Start now. Optimize Later. Imperfect starts can always be improved. Obsessing over a perfect plan will never take you anywhere on its own.
~ James Clear

I'm currently experimenting with a new way of working on side projects, where I give myself a month to work on it, and write a blog post about it, holding myself publicly accountable via twitter.

This experience has made me realise just how untenably high my standards are - and while this has its positives, the negative is that it often tends to stifle the act and art of building with concerns that are largely useless for learning-oriented projects.

For example, if I'm implementing a skiplist - coming from the perspective of someone who doesn't know what a skiplist is - it's much more important that I understand the core algorithms and data structures of the skiplist, than it is to carve out the perfect abstractions and object-oriented design for the nodes and the skiplist themselves.

Case in point - I ultimately decided to not have any private data members in the classes, and chose to leave out some bookkeeping, and didn't handle all my errors - but I can confidently say that this is the reason I now have a working project, and was able to learn how a skiplist works.

To do this is to sketch, like artists do. We can aggressively whittle down the idea to its very core functionality, and implement that - nothing more, nothing less. This lets us establish a foundation, a feedback loop, upon which we can then "paint in the finer details" - refactor to meet our standards - in an iterative fashion.

In doing so, we choose a project that is imperfect but exists today, as opposed to a project that does not exist yet, but is eventually consistent with some ideal of perfection.
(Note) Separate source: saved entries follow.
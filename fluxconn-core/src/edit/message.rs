//! Inbound message protocol from the detached edit surface
//!
//! The surface sends JSON messages with a bounded command vocabulary; wire
//! field names are fixed by the panel contract and preserved here.

use serde::de::Deserializer;
use serde::ser::Serializer;
use serde::{Deserialize, Serialize};

/// Wire name of the save command
const CMD_SAVE: &str = "save";
/// Wire name of the test command
const CMD_TEST: &str = "testConn";

/// Command carried by an inbound edit-surface message
#[derive(Debug, Clone, Copy, PartialEq, Eq)]
pub enum MessageCommand {
    /// Persist the form contents as a connection record
    Save,
    /// Probe the form contents without persisting
    Test,
    /// Anything else; silently ignored
    Unknown,
}

impl MessageCommand {
    /// Returns the wire representation of the command
    #[must_use]
    pub const fn as_str(self) -> &'static str {
        match self {
            Self::Save => CMD_SAVE,
            Self::Test => CMD_TEST,
            Self::Unknown => "unknown",
        }
    }
}

impl Serialize for MessageCommand {
    fn serialize<S: Serializer>(&self, serializer: S) -> Result<S::Ok, S::Error> {
        serializer.serialize_str(self.as_str())
    }
}

impl<'de> Deserialize<'de> for MessageCommand {
    fn deserialize<D: Deserializer<'de>>(deserializer: D) -> Result<Self, D::Error> {
        let raw = String::deserialize(deserializer)?;
        Ok(match raw.as_str() {
            CMD_SAVE => Self::Save,
            CMD_TEST => Self::Test,
            _ => Self::Unknown,
        })
    }
}

/// A structured message received from the edit surface
///
/// `conn_id` is empty for a brand-new connection. `conn_version` greater than
/// zero marks the legacy record shape.
#[derive(Clone, Serialize, Deserialize)]
pub struct EditMessage {
    /// The requested operation
    pub command: MessageCommand,
    /// Target record id; empty means "new"
    #[serde(rename = "connID", default)]
    pub conn_id: String,
    /// Schema generation flag
    #[serde(rename = "connVersion", default)]
    pub conn_version: i64,
    /// Display name
    #[serde(rename = "connName", default)]
    pub conn_name: String,
    /// Endpoint address
    #[serde(rename = "connHost", default)]
    pub conn_host: String,
    /// Authentication token; never logged
    #[serde(rename = "connToken", default)]
    pub conn_token: String,
    /// Organization identifier
    #[serde(rename = "connOrg", default)]
    pub conn_org: String,
}

impl EditMessage {
    /// Parses a message from its JSON wire form
    ///
    /// # Errors
    ///
    /// Returns an error if the payload is not valid JSON for the message
    /// shape. An unknown `command` value is not an error; it maps to
    /// [`MessageCommand::Unknown`].
    pub fn parse(json: &str) -> serde_json::Result<Self> {
        serde_json::from_str(json)
    }
}

impl std::fmt::Debug for EditMessage {
    fn fmt(&self, f: &mut std::fmt::Formatter<'_>) -> std::fmt::Result {
        f.debug_struct("EditMessage")
            .field("command", &self.command)
            .field("conn_id", &self.conn_id)
            .field("conn_version", &self.conn_version)
            .field("conn_name", &self.conn_name)
            .field("conn_host", &self.conn_host)
            .field("conn_token", &"<redacted>")
            .field("conn_org", &self.conn_org)
            .finish()
    }
}
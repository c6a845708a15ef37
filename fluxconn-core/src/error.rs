//! Error types for `FluxConn`
//!
//! This module defines all error types used throughout the `FluxConn` core,
//! providing descriptive error messages for persistence, registry, and
//! connection-test operations.

use std::path::PathBuf;
use thiserror::Error;
use uuid::Uuid;

/// Top-level error type for `FluxConn` operations
#[derive(Debug, Error)]
pub enum FluxConnError {
    /// Persistence-related errors
    #[error("Store error: {0}")]
    Store(#[from] StoreError),

    /// Registry-related errors
    #[error("Registry error: {0}")]
    Registry(#[from] RegistryError),

    /// Connection test errors
    #[error("Test error: {0}")]
    Test(#[from] TestError),

    /// I/O errors
    #[error("IO error: {0}")]
    Io(#[from] std::io::Error),
}

/// Errors related to the persisted connection store
#[derive(Debug, Error)]
pub enum StoreError {
    /// Configuration directory could not be determined
    #[error("Configuration directory not found: {0}")]
    NotFound(PathBuf),

    /// Failed to read a store file
    #[error("Failed to read store: {0}")]
    Read(String),

    /// Failed to parse a store file
    #[error("Failed to deserialize store: {0}")]
    Deserialize(String),

    /// Failed to serialize store contents
    #[error("Failed to serialize store: {0}")]
    Serialize(String),

    /// Failed to write a store file
    #[error("Failed to write store: {0}")]
    Write(String),
}

/// Errors related to registry operations
#[derive(Debug, Error)]
pub enum RegistryError {
    /// Operation referenced a connection id absent from the registry
    #[error("Connection with ID {0} not found")]
    NotFound(Uuid),

    /// Persistence failed while applying a registry operation
    #[error("Store error: {0}")]
    Store(#[from] StoreError),
}

/// Errors returned by the external connection tester
#[derive(Debug, Error)]
pub enum TestError {
    /// The tester reported a failure; the message is surfaced verbatim
    #[error("{0}")]
    Failed(String),
}

/// Result type alias for `FluxConn` operations
pub type Result<T> = std::result::Result<T, FluxConnError>;

/// Result type alias for store operations
pub type StoreResult<T> = std::result::Result<T, StoreError>;

/// Result type alias for registry operations
pub type RegistryResult<T> = std::result::Result<T, RegistryError>;

/// Result type alias for connection test operations
pub type TestResult<T> = std::result::Result<T, TestError>;
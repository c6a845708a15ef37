//! Configuration and persistence for `FluxConn`

mod settings;
mod store;

pub use settings::AppSettings;
pub use store::ConnectionStore;
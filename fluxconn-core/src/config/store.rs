//! Durable persistence of the connection registry
//!
//! This module provides the `ConnectionStore` which handles loading and saving
//! the registry blob and the application settings as TOML files.

use std::fs;
use std::path::{Path, PathBuf};

use crate::error::{StoreError, StoreResult};
use crate::models::Registry;

use super::settings::AppSettings;

/// File names for store files
const CONNECTIONS_FILE: &str = "connections.toml";
const CONFIG_FILE: &str = "config.toml";

/// Wrapper for serializing the registry under its namespace key
#[derive(Debug, Default, serde::Serialize, serde::Deserialize)]
struct RegistryFile {
    #[serde(default)]
    connections: Registry,
}

/// Persistence boundary for the connection registry
///
/// Loads and saves the whole registry as a single keyed blob; there are no
/// partial-key writes. Every mutation path is load, modify, save. Stored in
/// `~/.config/fluxconn/` by default.
#[derive(Debug, Clone)]
pub struct ConnectionStore {
    /// Base directory for store files
    config_dir: PathBuf,
}

impl ConnectionStore {
    /// Creates a new `ConnectionStore` with the default configuration directory
    ///
    /// The default directory is `~/.config/fluxconn/`
    ///
    /// # Errors
    ///
    /// Returns an error if the home directory cannot be determined.
    pub fn new() -> StoreResult<Self> {
        let config_dir = dirs::config_dir()
            .ok_or_else(|| StoreError::NotFound(PathBuf::from("~/.config")))?
            .join("fluxconn");
        Ok(Self { config_dir })
    }

    /// Creates a new `ConnectionStore` with a custom configuration directory
    ///
    /// This is useful for testing or non-standard configurations.
    #[must_use]
    pub const fn with_config_dir(config_dir: PathBuf) -> Self {
        Self { config_dir }
    }

    /// Returns the configuration directory path
    #[must_use]
    pub fn config_dir(&self) -> &Path {
        &self.config_dir
    }

    /// Ensures the configuration directory exists
    fn ensure_config_dir(&self) -> StoreResult<()> {
        if !self.config_dir.exists() {
            fs::create_dir_all(&self.config_dir).map_err(|e| {
                StoreError::Write(format!(
                    "Failed to create config directory {}: {}",
                    self.config_dir.display(),
                    e
                ))
            })?;
        }
        Ok(())
    }

    // ========== Registry ==========

    /// Loads the registry from the store
    ///
    /// Returns `None` if no registry has ever been saved.
    ///
    /// # Errors
    ///
    /// Returns an error if the file exists but cannot be read or parsed.
    pub fn load(&self) -> StoreResult<Option<Registry>> {
        let path = self.config_dir.join(CONNECTIONS_FILE);
        if !path.exists() {
            return Ok(None);
        }
        Self::load_toml_file::<RegistryFile>(&path).map(|f| Some(f.connections))
    }

    /// Saves the full registry to the store
    ///
    /// Creates the configuration directory if it doesn't exist.
    ///
    /// # Errors
    ///
    /// Returns an error if the file cannot be written.
    pub fn save(&self, registry: &Registry) -> StoreResult<()> {
        self.ensure_config_dir()?;
        let path = self.config_dir.join(CONNECTIONS_FILE);
        let file = RegistryFile {
            connections: registry.clone(),
        };
        Self::save_toml_file(&path, &file)
    }

    // ========== Application Settings ==========

    /// Loads application settings
    ///
    /// Returns default settings if the file doesn't exist.
    ///
    /// # Errors
    ///
    /// Returns an error if the file exists but cannot be parsed.
    pub fn load_settings(&self) -> StoreResult<AppSettings> {
        let path = self.config_dir.join(CONFIG_FILE);
        if !path.exists() {
            return Ok(AppSettings::default());
        }
        Self::load_toml_file(&path)
    }

    /// Saves application settings
    ///
    /// # Errors
    ///
    /// Returns an error if the file cannot be written.
    pub fn save_settings(&self, settings: &AppSettings) -> StoreResult<()> {
        self.ensure_config_dir()?;
        let path = self.config_dir.join(CONFIG_FILE);
        Self::save_toml_file(&path, settings)
    }

    // ========== Generic TOML Operations ==========

    /// Loads and parses a TOML file
    fn load_toml_file<T>(path: &Path) -> StoreResult<T>
    where
        T: serde::de::DeserializeOwned,
    {
        let content = fs::read_to_string(path)
            .map_err(|e| StoreError::Read(format!("Failed to read {}: {}", path.display(), e)))?;

        toml::from_str(&content).map_err(|e| {
            StoreError::Deserialize(format!("Failed to parse {}: {}", path.display(), e))
        })
    }

    /// Saves data to a TOML file
    fn save_toml_file<T>(path: &Path, data: &T) -> StoreResult<()>
    where
        T: serde::Serialize,
    {
        let content = toml::to_string_pretty(data)
            .map_err(|e| StoreError::Serialize(format!("Failed to serialize: {e}")))?;

        fs::write(path, content)
            .map_err(|e| StoreError::Write(format!("Failed to write {}: {}", path.display(), e)))
    }
}
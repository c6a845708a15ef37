//! Connection tester trait definition
//!
//! The tester is an external collaborator: the edit workflow hands it a
//! transient, unsaved record and surfaces its verdict verbatim. The core
//! never retries and never mutates state on a test failure.

use async_trait::async_trait;

use crate::error::TestResult;
use crate::models::ConnectionRecord;

/// Abstraction over the query-engine client used to test a connection
#[async_trait]
pub trait ConnectionTester: Send + Sync {
    /// Checks whether the given connection can reach its endpoint
    ///
    /// # Errors
    ///
    /// Returns `TestError::Failed` with a user-facing message when the
    /// connection cannot be established.
    async fn test(&self, record: &ConnectionRecord) -> TestResult<()>;
}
... Kids just plunge in and build their treehouse without worrying about whether they're wasting their time, or how it compares to other treehouses. And frankly we could learn a lot from kids here. The high standards most grownups have for "real" work do not always serve us well.
... The most important phase in a project of one's own is at the beginning: when you go from thinking it might be cool to do x to actually doing x. And at that point high standards are not merely useless but positively harmful.
~ A Project of One's Own - Paul Graham

At this scale, It is much easier and cheaper to go from imperfect to perfect than it is to go from non-existent to perfect. Projects that do not exist cannot be improved or learnt from.